The SIP CLF is not a billing tool. It is not expected that
enterprises will bill customers based on SIP CLF. The SIP CLF
records events at the signaling layer only and does not attempt to
correlate the veracity of these events with the media layer. Thus,
it cannot be used to trigger customer billing.
The SIP CLF is not a quality of service (QoS) measurement tool. If
QoS is defined as measuring the mean opinion score (MOS) of the
received media, then SIP CLF does not aid in this task since it does
not summarize events at the media layer.
5. Alternative approaches to SIP CLF
It is perhaps tempting to consider other approaches --- which though
not standardized, are in wide enough use in networks today --- to
determine whether or not a SIP CLF would benefit a SIP network
consisting of multi-vendor products. The two existing approaches
that approximate what SIP CLF does are Call Detail Records (CDRs) and
Wireshark packet sniffing.
5.1. SIP CLF and CDRs
CDRs are used in operator networks widely and with the adoption of
SIP, standardization bodies such as 3GPP have subsequently defined
SIP-related CDRs as well. Today, CDRs are used to implement the
functionality approximated by SIP CLF, however, there are important
differences.
One, SIP CLF operates natively at the transaction layer and maintains
enough information in the information elements being logged that
dialog-related data can be subsequently derived from the transaction
logs. Thus, esoteric SIP fields and parameters like the To header,
including tags; the From header, including tags, the CSeq number,
etc. are logged in SIP CLF. By contrast, a CDR is used mostly for
charging and thus saves information to facilitate that very aspect.
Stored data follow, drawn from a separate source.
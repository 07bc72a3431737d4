use crate::{
    auth::AuthenticatedUser,
    error::AppError,
    models::{CompleteRequest, Tag, Task, TaskInput, TaskListResponse, TaskPatch, TaskQuery},
};
use actix_web::{delete, get, patch, post, put, web, HttpResponse, Responder};
use chrono::Utc;
use sqlx::PgPool;
use uuid::Uuid;
use validator::Validate;

const TASK_COLUMNS: &str =
    "id, user_id, title, description, completed, due_date, priority_id, created_at, updated_at";

/// A task may only reference a shared default priority or one the caller
/// owns; anything else is rejected before touching the tasks table.
async fn ensure_priority_usable(
    pool: &PgPool,
    priority_id: Uuid,
    user_id: Uuid,
) -> Result<(), AppError> {
    let usable: Option<(Uuid,)> = sqlx::query_as(
        "SELECT id FROM priorities WHERE id = $1 AND (user_id IS NULL OR user_id = $2)",
    )
    .bind(priority_id)
    .bind(user_id)
    .fetch_optional(pool)
    .await?;

    match usable {
        Some(_) => Ok(()),
        None => Err(AppError::BadRequest("Unknown priority".into())),
    }
}

/// Lists the caller's tasks.
///
/// Supports filtering by completion state and a case-insensitive `search`
/// over title and description, sorting by `due_date` or `created_at`
/// (default `created_at` descending), and `limit`/`offset` pagination.
///
/// The reported `total` is the COUNT of the full filtered set, not the
/// length of the returned page.
#[get("")]
pub async fn list_tasks(
    pool: web::Data<PgPool>,
    user: AuthenticatedUser,
    query_params: web::Query<TaskQuery>,
) -> Result<impl Responder, AppError> {
    let mut filter = String::from("WHERE user_id = $1");
    let mut param_count = 2;

    if query_params.completed.is_some() {
        filter.push_str(&format!(" AND completed = ${}", param_count));
        param_count += 1;
    }
    if query_params.search.is_some() {
        filter.push_str(&format!(
            " AND (title ILIKE ${0} OR description ILIKE ${0})",
            param_count
        ));
        param_count += 1;
    }

    let search_pattern = query_params
        .search
        .as_ref()
        .map(|s| format!("%{}%", s));

    // Same filter drives both queries so the total always matches the set
    // the page was cut from.
    let count_sql = format!("SELECT COUNT(*) FROM tasks {}", filter);
    let mut count_query = sqlx::query_scalar::<_, i64>(&count_sql).bind(user.0);
    if let Some(completed) = query_params.completed {
        count_query = count_query.bind(completed);
    }
    if let Some(pattern) = &search_pattern {
        count_query = count_query.bind(pattern);
    }
    let total = count_query.fetch_one(&**pool).await?;

    let page_sql = format!(
        "SELECT {} FROM tasks {} ORDER BY {} {} NULLS LAST, id ASC LIMIT ${} OFFSET ${}",
        TASK_COLUMNS,
        filter,
        query_params.sort().column(),
        query_params.order().keyword(),
        param_count,
        param_count + 1,
    );
    let mut page_query = sqlx::query_as::<_, Task>(&page_sql).bind(user.0);
    if let Some(completed) = query_params.completed {
        page_query = page_query.bind(completed);
    }
    if let Some(pattern) = &search_pattern {
        page_query = page_query.bind(pattern);
    }
    let items = page_query
        .bind(query_params.limit())
        .bind(query_params.offset())
        .fetch_all(&**pool)
        .await?;

    Ok(HttpResponse::Ok().json(TaskListResponse {
        items,
        total,
        limit: query_params.limit(),
        offset: query_params.offset(),
    }))
}

/// Creates a task for the caller.
///
/// ## Responses:
/// - `201 Created`: the new `Task`.
/// - `400 Bad Request`: the referenced priority is unknown or not usable.
/// - `422 Unprocessable Entity`: title/description validation failed.
#[post("")]
pub async fn create_task(
    pool: web::Data<PgPool>,
    user: AuthenticatedUser,
    task_data: web::Json<TaskInput>,
) -> Result<impl Responder, AppError> {
    task_data.validate()?;

    if let Some(priority_id) = task_data.priority_id {
        ensure_priority_usable(&pool, priority_id, user.0).await?;
    }

    let task = Task::new(task_data.into_inner(), user.0);

    let created: Task = sqlx::query_as(&format!(
        "INSERT INTO tasks (id, user_id, title, description, completed, due_date, priority_id, created_at, updated_at)
         VALUES ($1, $2, $3, $4, $5, $6, $7, $8, $9)
         RETURNING {TASK_COLUMNS}"
    ))
    .bind(task.id)
    .bind(task.user_id)
    .bind(&task.title)
    .bind(&task.description)
    .bind(task.completed)
    .bind(task.due_date)
    .bind(task.priority_id)
    .bind(task.created_at)
    .bind(task.updated_at)
    .fetch_one(&**pool)
    .await?;

    Ok(HttpResponse::Created().json(created))
}

/// Fetches one task. A task owned by a different user is indistinguishable
/// from a missing one.
#[get("/{id}")]
pub async fn get_task(
    pool: web::Data<PgPool>,
    user: AuthenticatedUser,
    task_id: web::Path<Uuid>,
) -> Result<impl Responder, AppError> {
    let task: Option<Task> = sqlx::query_as(&format!(
        "SELECT {TASK_COLUMNS} FROM tasks WHERE id = $1 AND user_id = $2"
    ))
    .bind(task_id.into_inner())
    .bind(user.0)
    .fetch_optional(&**pool)
    .await?;

    match task {
        Some(task) => Ok(HttpResponse::Ok().json(task)),
        None => Err(AppError::NotFound("Task not found".into())),
    }
}

/// Partial update. Omitted fields keep their stored values; ownership is
/// enforced in the WHERE clause, so a cross-user id comes back as 404.
#[put("/{id}")]
pub async fn update_task(
    pool: web::Data<PgPool>,
    user: AuthenticatedUser,
    task_id: web::Path<Uuid>,
    patch: web::Json<TaskPatch>,
) -> Result<impl Responder, AppError> {
    patch.validate()?;
    if patch.is_empty() {
        return Err(AppError::BadRequest("Empty update".into()));
    }

    if let Some(priority_id) = patch.priority_id {
        ensure_priority_usable(&pool, priority_id, user.0).await?;
    }

    let updated: Option<Task> = sqlx::query_as(&format!(
        "UPDATE tasks
         SET title = COALESCE($1, title),
             description = COALESCE($2, description),
             due_date = COALESCE($3, due_date),
             priority_id = COALESCE($4, priority_id),
             completed = COALESCE($5, completed),
             updated_at = $6
         WHERE id = $7 AND user_id = $8
         RETURNING {TASK_COLUMNS}"
    ))
    .bind(&patch.title)
    .bind(&patch.description)
    .bind(patch.due_date)
    .bind(patch.priority_id)
    .bind(patch.completed)
    .bind(Utc::now())
    .bind(task_id.into_inner())
    .bind(user.0)
    .fetch_optional(&**pool)
    .await?;

    match updated {
        Some(task) => Ok(HttpResponse::Ok().json(task)),
        None => Err(AppError::NotFound("Task not found".into())),
    }
}

/// Dedicated completion toggle. Idempotent: repeating the same value leaves
/// the row unchanged and still succeeds.
#[patch("/{id}/complete")]
pub async fn toggle_complete(
    pool: web::Data<PgPool>,
    user: AuthenticatedUser,
    task_id: web::Path<Uuid>,
    body: web::Json<CompleteRequest>,
) -> Result<impl Responder, AppError> {
    let updated: Option<Task> = sqlx::query_as(&format!(
        "UPDATE tasks SET completed = $1, updated_at = $2
         WHERE id = $3 AND user_id = $4
         RETURNING {TASK_COLUMNS}"
    ))
    .bind(body.completed)
    .bind(Utc::now())
    .bind(task_id.into_inner())
    .bind(user.0)
    .fetch_optional(&**pool)
    .await?;

    match updated {
        Some(task) => Ok(HttpResponse::Ok().json(task)),
        None => Err(AppError::NotFound("Task not found".into())),
    }
}

/// Deletes a task. Zero rows affected means missing or not owned; both are
/// 404.
#[delete("/{id}")]
pub async fn delete_task(
    pool: web::Data<PgPool>,
    user: AuthenticatedUser,
    task_id: web::Path<Uuid>,
) -> Result<impl Responder, AppError> {
    let result = sqlx::query("DELETE FROM tasks WHERE id = $1 AND user_id = $2")
        .bind(task_id.into_inner())
        .bind(user.0)
        .execute(&**pool)
        .await?;

    if result.rows_affected() == 0 {
        return Err(AppError::NotFound("Task not found".into()));
    }

    Ok(HttpResponse::NoContent().finish())
}

async fn ensure_task_owned(pool: &PgPool, task_id: Uuid, user_id: Uuid) -> Result<(), AppError> {
    let owned: Option<(Uuid,)> =
        sqlx::query_as("SELECT id FROM tasks WHERE id = $1 AND user_id = $2")
            .bind(task_id)
            .bind(user_id)
            .fetch_optional(pool)
            .await?;
    match owned {
        Some(_) => Ok(()),
        None => Err(AppError::NotFound("Task not found".into())),
    }
}

/// Tags attached to one of the caller's tasks.
#[get("/{id}/tags")]
pub async fn list_task_tags(
    pool: web::Data<PgPool>,
    user: AuthenticatedUser,
    task_id: web::Path<Uuid>,
) -> Result<impl Responder, AppError> {
    let task_id = task_id.into_inner();
    ensure_task_owned(&pool, task_id, user.0).await?;

    let tags: Vec<Tag> = sqlx::query_as(
        "SELECT t.id, t.user_id, t.name, t.color, t.created_at, t.updated_at
         FROM tags t
         JOIN task_tags tt ON tt.tag_id = t.id
         WHERE tt.task_id = $1
         ORDER BY t.name",
    )
    .bind(task_id)
    .fetch_all(&**pool)
    .await?;

    Ok(HttpResponse::Ok().json(tags))
}

/// Attaches an owned tag to an owned task. Re-attaching is a no-op.
#[post("/{id}/tags/{tag_id}")]
pub async fn attach_tag(
    pool: web::Data<PgPool>,
    user: AuthenticatedUser,
    path: web::Path<(Uuid, Uuid)>,
) -> Result<impl Responder, AppError> {
    let (task_id, tag_id) = path.into_inner();
    ensure_task_owned(&pool, task_id, user.0).await?;

    let tag: Option<(Uuid,)> = sqlx::query_as("SELECT id FROM tags WHERE id = $1 AND user_id = $2")
        .bind(tag_id)
        .bind(user.0)
        .fetch_optional(&**pool)
        .await?;
    if tag.is_none() {
        return Err(AppError::NotFound("Tag not found".into()));
    }

    sqlx::query("INSERT INTO task_tags (task_id, tag_id) VALUES ($1, $2) ON CONFLICT DO NOTHING")
        .bind(task_id)
        .bind(tag_id)
        .execute(&**pool)
        .await?;

    Ok(HttpResponse::NoContent().finish())
}

/// Detaches a tag from a task. Detaching a tag that is not attached is a
/// no-op as well.
#[delete("/{id}/tags/{tag_id}")]
pub async fn detach_tag(
    pool: web::Data<PgPool>,
    user: AuthenticatedUser,
    path: web::Path<(Uuid, Uuid)>,
) -> Result<impl Responder, AppError> {
    let (task_id, tag_id) = path.into_inner();
    ensure_task_owned(&pool, task_id, user.0).await?;

    sqlx::query("DELETE FROM task_tags WHERE task_id = $1 AND tag_id = $2")
        .bind(task_id)
        .bind(tag_id)
        .execute(&**pool)
        .await?;

    Ok(HttpResponse::NoContent().finish())
}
A CDR will most certainly log the public user identification of a
party requesting a service (which may not correspond to the From
header) and the public user identification of the party called party
(which may not correspond to the To header.) Furthermore, the
sequence numbers maintained by the CDR may not correspond to the SIP
CSeq header. Thus it will be hard to piece together the state of a
dialog through a sequence of CDR records.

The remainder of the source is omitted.